Meanwhile, the Toulouse branch of the family had produced the Jean Doujat with whom Marc-Antoine would study in 1662. This particular Jean Doujat -- like Françoise Doujat-Talon -- was the great-grandchild of the Louis Doujat who had gone to Paris in the mid-sixteenth century. In other words, Françoise Doujat-Talon and Professor Jean Doujat were cousins issus de germains, blood relatives in the "third-degree"; and Marie Talon was Jean's blood relative to the "fourth degree." (BnF, ms. Dossiers bleus, 241, "Doujat," no. 6214, fol. 11; and Louis Moreri, Grand dictionnaire, ed. of 1745, "Doujat, Jean.")

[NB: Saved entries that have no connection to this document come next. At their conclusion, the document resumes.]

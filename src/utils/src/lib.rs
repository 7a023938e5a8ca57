// Copyright © greedhall 2024-present
//
// Licensed under the Apache License, Version 2.0 (the "License");
// you may not use this file except in compliance with the License.
// You may obtain a copy of the License at
//
//   https://www.apache.org/licenses/LICENSE-2.0
//
// Unless required by applicable law or agreed to in writing, software
// distributed under the License is distributed on an "AS IS" BASIS,
// WITHOUT WARRANTIES OR CONDITIONS OF ANY KIND, either express or implied.
// See the License for the specific language governing permissions and
// limitations under the License.

pub mod outcome;
// Copyright © greedhall 2024-present
//
// Licensed under the Apache License, Version 2.0 (the "License");
// you may not use this file except in compliance with the License.
// You may obtain a copy of the License at
//
//   https://www.apache.org/licenses/LICENSE-2.0
//
// Unless required by applicable law or agreed to in writing, software
// distributed under the License is distributed on an "AS IS" BASIS,
// WITHOUT WARRANTIES OR CONDITIONS OF ANY KIND, either express or implied.
// See the License for the specific language governing permissions and
// limitations under the License.

use std::time::{SystemTime, UNIX_EPOCH};

use crate::core::numerics::UnixMillis;

/// Current wall-clock time in milliseconds since the Unix epoch.
///
/// Used for client-facing timestamps only. Deadline arithmetic uses the
/// monotonic tokio clock in the timer layer.
pub fn now_millis() -> UnixMillis {
    SystemTime::now().duration_since(UNIX_EPOCH).map(|d| d.as_millis() as u64).unwrap_or(0)
}
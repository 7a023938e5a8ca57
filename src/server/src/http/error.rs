// Copyright © greedhall 2024-present
//
// Licensed under the Apache License, Version 2.0 (the "License");
// you may not use this file except in compliance with the License.
// You may obtain a copy of the License at
//
//   https://www.apache.org/licenses/LICENSE-2.0
//
// Unless required by applicable law or agreed to in writing, software
// distributed under the License is distributed on an "AS IS" BASIS,
// WITHOUT WARRANTIES OR CONDITIONS OF ANY KIND, either express or implied.
// See the License for the specific language governing permissions and
// limitations under the License.

use axum::http::StatusCode;
use axum::response::{IntoResponse, Response};
use axum::Json;
use serde::Serialize;
use utils::outcome::GameError;

/// HTTP rendering of a [GameError]: domain violations are 400s, missing
/// things are 404s, and persistence trouble is the server's fault.
#[derive(Debug)]
pub struct ApiError(pub GameError);

impl From<GameError> for ApiError {
    fn from(value: GameError) -> Self {
        Self(value)
    }
}

#[derive(Serialize)]
struct ErrorBody {
    error: String,
}

impl IntoResponse for ApiError {
    fn into_response(self) -> Response {
        let status = match &self.0 {
            GameError::NotFound(_) => StatusCode::NOT_FOUND,
            GameError::Unauthorized => StatusCode::UNAUTHORIZED,
            GameError::Forbidden(_) => StatusCode::FORBIDDEN,
            GameError::PersistenceFault(_) | GameError::CodeSpaceExhausted => {
                StatusCode::INTERNAL_SERVER_ERROR
            }
            _ => StatusCode::BAD_REQUEST,
        };
        (status, Json(ErrorBody { error: self.0.to_string() })).into_response()
    }
}
// Copyright © greedhall 2024-present
//
// Licensed under the Apache License, Version 2.0 (the "License");
// you may not use this file except in compliance with the License.
// You may obtain a copy of the License at
//
//   https://www.apache.org/licenses/LICENSE-2.0
//
// Unless required by applicable law or agreed to in writing, software
// distributed under the License is distributed on an "AS IS" BASIS,
// WITHOUT WARRANTIES OR CONDITIONS OF ANY KIND, either express or implied.
// See the License for the specific language governing permissions and
// limitations under the License.

use axum::extract::ws::{Message, WebSocket, WebSocketUpgrade};
use axum::extract::State;
use axum::response::Response;
use data::actions::game_action::GameAction;
use data::core::primitives::UserId;
use data::events::client_event::ClientEvent;
use data::events::server_event::ServerEvent;
use data::rooms::room_code::RoomCode;
use data::users::user_state::UserState;
use futures::stream::{SplitSink, StreamExt};
use futures::SinkExt;
use tokio::sync::{broadcast, mpsc, oneshot};
use tokio::task::JoinHandle;
use tracing::debug;

use crate::http::routes::AppState;
use crate::rooms::commands::{Reply, RoomCommand};
use crate::sessions::auth;

/// Upgrades the duplex event channel.
pub async fn ws_handler(State(app): State<AppState>, ws: WebSocketUpgrade) -> Response {
    ws.on_upgrade(move |socket| handle_socket(socket, app))
}

async fn handle_socket(socket: WebSocket, app: AppState) {
    let (sink, mut stream) = socket.split();
    let (out, out_rx) = mpsc::unbounded_channel::<ServerEvent>();
    let writer = tokio::spawn(write_events(sink, out_rx));

    let mut session = Session { app, out, user: None, room: None };
    while let Some(Ok(message)) = stream.next().await {
        match message {
            Message::Text(text) => match serde_json::from_str::<ClientEvent>(&text) {
                Ok(event) => session.handle(event).await,
                Err(error) => {
                    debug!(?error, "Dropping malformed client message");
                    session.send_error("malformed message");
                }
            },
            Message::Close(_) => break,
            _ => {}
        }
    }
    session.leave_room();
    writer.abort();
}

async fn write_events(
    mut sink: SplitSink<WebSocket, Message>,
    mut events: mpsc::UnboundedReceiver<ServerEvent>,
) {
    while let Some(event) = events.recv().await {
        let Ok(text) = serde_json::to_string(&event) else {
            continue;
        };
        if sink.send(Message::Text(text)).await.is_err() {
            break;
        }
    }
}

/// A room this socket is currently watching.
struct JoinedRoom {
    code: RoomCode,
    commands: mpsc::UnboundedSender<RoomCommand>,
    forwarder: JoinHandle<()>,
}

/// Per-socket state: the authenticated user and at most one joined room.
///
/// Errors for this client go straight down its own socket as `actionError`;
/// everything multicast arrives through the room's broadcast channel, in
/// the order the room produced it.
struct Session {
    app: AppState,
    out: mpsc::UnboundedSender<ServerEvent>,
    user: Option<UserState>,
    room: Option<JoinedRoom>,
}

impl Session {
    async fn handle(&mut self, event: ClientEvent) {
        match event {
            ClientEvent::Authenticate { token } => self.handle_authenticate(token).await,
            ClientEvent::JoinGame { code } => self.handle_join(code).await,
            ClientEvent::LeaveGame { code } => self.handle_leave(code),
            ClientEvent::GameAction { code, action } => self.handle_action(code, action).await,
            ClientEvent::RequestGameState { code } => self.handle_request_state(code).await,
            ClientEvent::DiceSelected { code, indices } => {
                self.fire_and_forget(&code, |caller| RoomCommand::DiceSelected {
                    caller,
                    indices,
                });
            }
            ClientEvent::ResumeControl { code } => {
                self.room_request(&code, |caller, reply| RoomCommand::ResumeControl {
                    caller,
                    reply,
                })
                .await;
            }
            ClientEvent::ChatMessage { code, text } => {
                self.fire_and_forget(&code, |caller| RoomCommand::Chat { caller, text });
            }
        }
    }

    async fn handle_authenticate(&mut self, token: String) {
        let auth = match auth::authenticate(self.app.verifier.as_ref(), &token) {
            Ok(auth) => auth,
            Err(error) => {
                self.send_error(error.to_string());
                return;
            }
        };
        match auth::ensure_user(self.app.lobby.db.as_ref(), &auth).await {
            Ok(user) => {
                debug!(user = %user.id, "Socket authenticated");
                self.user = Some(user);
            }
            Err(error) => self.send_error(error.to_string()),
        }
    }

    async fn handle_join(&mut self, code: String) {
        let Some(user) = self.user.clone() else {
            self.send_error("authenticate first");
            return;
        };
        let Ok(code) = code.parse::<RoomCode>() else {
            self.send_error("invalid room code");
            return;
        };
        // One room per socket; switching rooms leaves the old one.
        self.leave_room();

        let handle = match self.app.lobby.resolve(&code).await {
            Ok(handle) => handle,
            Err(error) => {
                self.send_error(error.to_string());
                return;
            }
        };
        // Subscribe before joining so this socket sees its own join event.
        let events = handle.subscribe();
        let (reply, response) = oneshot::channel();
        if handle.commands.send(RoomCommand::Join { user: user.clone(), reply }).is_err() {
            self.send_error("room is closed");
            return;
        }
        let snapshot = match response.await {
            Ok(Ok(snapshot)) => snapshot,
            Ok(Err(error)) => {
                self.send_error(error.to_string());
                return;
            }
            Err(_) => {
                self.send_error("room is closed");
                return;
            }
        };

        let forwarder = tokio::spawn(forward_events(events, self.out.clone()));
        let _ = handle.commands.send(RoomCommand::Connected { user_id: user.id });
        self.room = Some(JoinedRoom { code, commands: handle.commands, forwarder });

        if let Some(game_state) = snapshot.game {
            self.send(ServerEvent::GameStateUpdate { game_state, last_action: None });
        }
    }

    fn handle_leave(&mut self, code: String) {
        if let Some(room) = &self.room {
            if room.code.as_str() == code.trim().to_ascii_uppercase() {
                self.leave_room();
            }
        }
    }

    async fn handle_action(&mut self, code: String, action: GameAction) {
        self.room_request(&code, |caller, reply| RoomCommand::GameAction {
            caller,
            action,
            reply,
        })
        .await;
    }

    async fn handle_request_state(&mut self, code: String) {
        let snapshot = self
            .room_request(&code, |caller, reply| RoomCommand::Snapshot { caller, reply })
            .await;
        if let Some(snapshot) = snapshot {
            match snapshot.game {
                Some(game_state) => {
                    self.send(ServerEvent::GameStateUpdate { game_state, last_action: None });
                }
                None => self.send_error("game has not started"),
            }
        }
    }

    /// Sends a command that answers through a reply channel; an error
    /// answer becomes an `actionError` for this socket only.
    async fn room_request<T, F>(&mut self, code: &str, build: F) -> Option<T>
    where
        F: FnOnce(UserId, Reply<T>) -> RoomCommand,
    {
        let caller = match &self.user {
            Some(user) => user.id,
            None => {
                self.send_error("authenticate first");
                return None;
            }
        };
        let Some(room) = &self.room else {
            self.send_error("join the room first");
            return None;
        };
        if room.code.as_str() != code.trim().to_ascii_uppercase() {
            self.send_error("not joined to that room");
            return None;
        }
        let (reply, response) = oneshot::channel();
        if room.commands.send(build(caller, reply)).is_err() {
            self.send_error("room is closed");
            return None;
        }
        match response.await {
            Ok(Ok(value)) => Some(value),
            Ok(Err(error)) => {
                self.send_error(error.to_string());
                None
            }
            Err(_) => {
                self.send_error("room is closed");
                None
            }
        }
    }

    /// Sends a command with no reply (hints, chat).
    fn fire_and_forget<F>(&mut self, code: &str, build: F)
    where
        F: FnOnce(UserId) -> RoomCommand,
    {
        let caller = match &self.user {
            Some(user) => user.id,
            None => return,
        };
        let Some(room) = &self.room else {
            return;
        };
        if room.code.as_str() != code.trim().to_ascii_uppercase() {
            return;
        }
        let _ = room.commands.send(build(caller));
    }

    /// Detaches from the current room, telling it this client is gone.
    fn leave_room(&mut self) {
        let Some(room) = self.room.take() else {
            return;
        };
        room.forwarder.abort();
        if let Some(user) = &self.user {
            let _ = room.commands.send(RoomCommand::Disconnected { user_id: user.id });
        }
    }

    fn send(&self, event: ServerEvent) {
        let _ = self.out.send(event);
    }

    fn send_error(&self, message: impl Into<String>) {
        self.send(ServerEvent::ActionError { message: message.into() });
    }
}

async fn forward_events(
    mut events: broadcast::Receiver<ServerEvent>,
    out: mpsc::UnboundedSender<ServerEvent>,
) {
    loop {
        match events.recv().await {
            Ok(event) => {
                if out.send(event).is_err() {
                    break;
                }
            }
            // A lagged subscriber misses events; it can request a fresh
            // snapshot.
            Err(broadcast::error::RecvError::Lagged(_)) => continue,
            Err(broadcast::error::RecvError::Closed) => break,
        }
    }
}
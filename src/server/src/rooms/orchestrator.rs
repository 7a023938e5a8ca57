// Copyright © greedhall 2024-present
//
// Licensed under the Apache License, Version 2.0 (the "License");
// you may not use this file except in compliance with the License.
// You may obtain a copy of the License at
//
//   https://www.apache.org/licenses/LICENSE-2.0
//
// Unless required by applicable law or agreed to in writing, software
// distributed under the License is distributed on an "AS IS" BASIS,
// WITHOUT WARRANTIES OR CONDITIONS OF ANY KIND, either express or implied.
// See the License for the specific language governing permissions and
// limitations under the License.

use std::collections::HashMap;
use std::sync::Arc;
use std::time::Duration;

use data::actions::game_action::{GameAction, GameActionKind};
use data::core::clock;
use data::core::dice::DICE_PER_TURN;
use data::core::numerics::Points;
use data::core::primitives::UserId;
use data::events::server_event::ServerEvent;
use data::events::snapshots::{GameSnapshot, LastAction, RoomSnapshot};
use data::game_states::game_state::GameState;
use data::player_states::player_state::AiStrategy;
use data::rooms::room::{Room, RoomMember, RoomStatus, MAX_PLAYERS, MIN_PLAYERS};
use data::users::leaderboard::{Leaderboard, LeaderboardPeriod};
use data::users::user_state::UserState;
use database::database::Database;
use enum_iterator::all;
use rules::action_handlers::{end_turn, turn_actions};
use tokio::sync::{broadcast, mpsc};
use tokio::task::JoinHandle;
use tracing::{error, info, warn};
use utils::outcome::{GameError, Outcome};
use utils::{fail, verify};

use crate::rooms::commands::RoomCommand;
use crate::rooms::registry::{RoomHandle, RoomRegistry, EVENT_BUFFER};
use crate::timers::turn_timer::TurnTimer;

/// How long clients get to present a bust before the turn is closed out.
pub const BUST_DISPLAY_DELAY: Duration = Duration::from_secs(2);

/// Owns one room and serializes every mutation to it.
///
/// All input arrives through a single inbox and is processed one command at
/// a time; the only shared resource is the persisted room record, which has
/// no other writer. Scheduled work (turn deadlines, the post-bust pause,
/// AI thinking delays) is a spawned sleep that sends a command back into
/// the inbox carrying the turn serial it was armed under, so stale fires
/// are dropped instead of racing live play.
pub struct RoomWorker {
    room: Room,
    db: Arc<dyn Database>,
    registry: Arc<RoomRegistry>,
    commands: mpsc::UnboundedSender<RoomCommand>,
    inbox: mpsc::UnboundedReceiver<RoomCommand>,
    events: broadcast::Sender<ServerEvent>,
    timer: TurnTimer,
    /// Bumped whenever a new turn begins (or a game starts); scheduled
    /// callbacks must present the serial they saw.
    turn_serial: u64,
    pending_ai: Option<JoinHandle<()>>,
    pending_finish: Option<JoinHandle<()>>,
    /// Dice seed for games started in this room; injectable for tests.
    game_seed: Option<u64>,
    /// Best single banked turn per player this game, for user stats.
    best_turns: HashMap<UserId, Points>,
}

Marie Talon was the wife of Daniel Voisin (Patricia Ranum, Portraits around Marc-Antoine Charpentier, Baltimore, 2004, pp. 95-98). Daniel's brother was a Jesuit, having followed the path taken earlier by his maternal uncle, Pierre de Verthamon, one of the leading Jesuits in France. There presumably is a cause and effect between these two Jesuits and the gratitude later expressed by Marc-Antoine Charpentier's sister, Étiennette, for the instruction she had received as a child from the Jesuits at the Noviciate. I have hypothesized elsewhere that, thanks to Father Verthamon's protection, Marc-Antoine Charpentier may well have been educated at the Jesuit Collège de Clermont, as what we today would call a "scholarship student." Whatever the merits of that hypothesis, in 1662, at this crucial moment in Marc-Antoine's education, we encounter Jean Doujat, a member of the Talon-Voisin-Verthamon clan.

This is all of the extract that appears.